• **YOUR OBJECTIVE**:
If a line in the data has the string "full", please show it.

Start of DATA FOR THE TASK

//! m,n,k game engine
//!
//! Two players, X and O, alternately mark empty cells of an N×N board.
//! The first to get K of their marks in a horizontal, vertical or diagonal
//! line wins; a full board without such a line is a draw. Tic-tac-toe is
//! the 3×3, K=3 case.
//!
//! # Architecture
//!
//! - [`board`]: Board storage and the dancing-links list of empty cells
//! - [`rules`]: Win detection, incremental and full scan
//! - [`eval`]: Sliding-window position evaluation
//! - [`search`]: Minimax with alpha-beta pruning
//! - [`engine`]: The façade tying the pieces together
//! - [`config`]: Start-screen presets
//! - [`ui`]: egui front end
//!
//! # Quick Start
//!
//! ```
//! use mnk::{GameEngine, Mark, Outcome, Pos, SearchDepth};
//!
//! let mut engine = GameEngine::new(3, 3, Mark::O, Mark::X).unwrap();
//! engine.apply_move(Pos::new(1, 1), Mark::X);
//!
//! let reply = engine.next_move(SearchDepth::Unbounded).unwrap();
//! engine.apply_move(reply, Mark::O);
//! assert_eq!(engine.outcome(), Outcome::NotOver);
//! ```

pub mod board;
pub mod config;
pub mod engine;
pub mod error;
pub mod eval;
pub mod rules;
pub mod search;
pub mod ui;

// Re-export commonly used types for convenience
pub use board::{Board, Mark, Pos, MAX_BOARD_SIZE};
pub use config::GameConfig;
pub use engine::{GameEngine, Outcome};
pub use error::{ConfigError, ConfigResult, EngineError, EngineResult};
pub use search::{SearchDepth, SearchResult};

End of DATA FOR THE TASK

• **RESPONSE BELOW**:
//! line wins; a full board without such a line is a draw. Tic-tac-toe is
//! - [`rules`]: Win detection, incremental and full scan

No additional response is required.